Smart
phones can pay our bills, track our diets, and record our slumber. Soon
they may become a leading weapon in the global fight against disease.
Researchers have designed
a
cheap, easy-to-use smart phone attachment (shown above) that can test
patients for multiple deadly infectious diseases in 15 minutes. All
it takes is a drop of blood from a finger prick. Pressing the device’s
big black button creates a vacuum that sucks the blood into a maze of
tiny channels within its disposable credit card–sized cartridge. There,
several detection zones snag any antibodies in the blood that reveal the
presence of a particular disease. It only takes a tiny bit of power
from the smart phone to detect and display the results: A
fourth-generation iPod Touch could screen 41 patients on a single
charge, the team says. The researchers conducted a field test of the
device at three Rwandan community clinics, where health care workers
rapidly screened 96 patients for HIV and active and latent forms of
syphilis.

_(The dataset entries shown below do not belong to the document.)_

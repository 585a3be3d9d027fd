//! Fully resolved unit expressions

use gauge_core::dimension::{checked_add, checked_mul, checked_neg, exponent_to_f64, format_exponent};
use gauge_core::{Combine, DimensionVector, Exponent};
use num_traits::{One, Signed, Zero};
use serde::{Deserialize, Serialize};

use crate::definition::UnitDefinition;

/// A unit expression reduced to its dimension and its composite conversion
/// to reference units.
///
/// `offset` is non-zero only when the expression was a single affine unit
/// such as `°F`. Any compound containing an affine unit is treated as a
/// temperature difference and converts by scale alone.
#[derive(Debug, Clone, PartialEq, Serialize, Deserialize)]
pub struct ResolvedUnit {
    pub dimension: DimensionVector,
    pub scale: f64,
    pub offset: f64,
    /// Canonical unit names with their exponents, in first-appearance order
    pub terms: Vec<(String, Exponent)>,
}

impl ResolvedUnit {
    pub fn dimensionless() -> Self {
        ResolvedUnit {
            dimension: DimensionVector::dimensionless(),
            scale: 1.0,
            offset: 0.0,
            terms: Vec::new(),
        }
    }

    /// A pure numeric factor
    pub fn number(value: f64) -> Self {
        ResolvedUnit {
            scale: value,
            ..ResolvedUnit::dimensionless()
        }
    }

    /// A bare unit reference, offset included
    pub fn from_definition(def: &UnitDefinition) -> Self {
        ResolvedUnit {
            dimension: def.dimension.clone(),
            scale: def.scale,
            offset: def.offset,
            terms: vec![(def.name.clone(), Exponent::one())],
        }
    }

    /// A unit reference inside a compound: scale only
    pub fn ratio_of(def: &UnitDefinition) -> Self {
        ResolvedUnit {
            offset: 0.0,
            ..ResolvedUnit::from_definition(def)
        }
    }

    pub fn is_affine(&self) -> bool {
        self.offset != 0.0
    }

    pub fn is_dimensionless(&self) -> bool {
        self.dimension.is_dimensionless()
    }

    pub fn to_base(&self, value: f64) -> f64 {
        value * self.scale + self.offset
    }

    pub fn from_base(&self, value: f64) -> f64 {
        (value - self.offset) / self.scale
    }

    /// Product of two units; `None` when an exponent overflows
    pub fn multiply(self, other: ResolvedUnit) -> Option<ResolvedUnit> {
        self.merge(other, Combine::Multiply)
    }

    pub fn divide(self, other: ResolvedUnit) -> Option<ResolvedUnit> {
        self.merge(other, Combine::Divide)
    }

    fn merge(mut self, other: ResolvedUnit, op: Combine) -> Option<ResolvedUnit> {
        self.dimension = self.dimension.combine(&other.dimension, op)?;
        self.scale = match op {
            Combine::Multiply => self.scale * other.scale,
            Combine::Divide => self.scale / other.scale,
        };
        self.offset = 0.0;
        for (name, exp) in other.terms {
            let exp = match op {
                Combine::Multiply => exp,
                Combine::Divide => checked_neg(exp)?,
            };
            add_term(&mut self.terms, name, exp)?;
        }
        Some(self)
    }

    pub fn power(self, n: Exponent) -> Option<ResolvedUnit> {
        let scale = if n.is_integer() {
            match i32::try_from(n.to_integer()) {
                Ok(i) => self.scale.powi(i),
                Err(_) => self.scale.powf(exponent_to_f64(n)),
            }
        } else {
            self.scale.powf(exponent_to_f64(n))
        };
        let mut terms = Vec::with_capacity(self.terms.len());
        for (name, exp) in self.terms {
            let exp = checked_mul(exp, n)?;
            if !exp.is_zero() {
                terms.push((name, exp));
            }
        }
        Some(ResolvedUnit {
            dimension: self.dimension.power(n)?,
            scale,
            offset: 0.0,
            terms,
        })
    }

    /// Canonical long-form text: `inch`, `meter / second ** 2`.
    ///
    /// Used in error messages, where unit spellings are normalized.
    pub fn canonical_text(&self) -> String {
        if self.terms.is_empty() {
            return "dimensionless".to_string();
        }
        let render = |name: &str, exp: Exponent| {
            if exp.is_one() {
                name.to_string()
            } else {
                format!("{} ** {}", name, format_exponent(exp))
            }
        };
        let numerator: Vec<String> = self
            .terms
            .iter()
            .filter(|(_, e)| e.is_positive())
            .map(|(n, e)| render(n, *e))
            .collect();
        let denominator: Vec<String> = self
            .terms
            .iter()
            .filter(|(_, e)| e.is_negative())
            .map(|(n, e)| render(n, e.abs()))
            .collect();

        let numerator = if numerator.is_empty() {
            "1".to_string()
        } else {
            numerator.join(" * ")
        };
        if denominator.is_empty() {
            numerator
        } else {
            format!("{} / {}", numerator, denominator.join(" / "))
        }
    }
}

fn add_term(terms: &mut Vec<(String, Exponent)>, name: String, exp: Exponent) -> Option<()> {
    if let Some(pos) = terms.iter().position(|(n, _)| *n == name) {
        terms[pos].1 = checked_add(terms[pos].1, exp)?;
        if terms[pos].1.is_zero() {
            terms.remove(pos);
        }
    } else if !exp.is_zero() {
        terms.push((name, exp));
    }
    Some(())
}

Compared with gold standard laboratory tests, the dongle was
96% as accurate in detecting infections, missing just one case of latent
syphilis, the team reports online today in
Science Translational Medicine.
Despite a 14% false alarm rate, the researchers say the device’s high
sensitivity and ease of use make it a powerful tool for diagnosing these
deadly diseases in the field, particularly among pregnant women. The
researchers are now preparing a larger scale trial for the $34 device,
which they hope will let mobile clinics and health workers provide rapid
and reliable disease screening in the remotest areas of the world.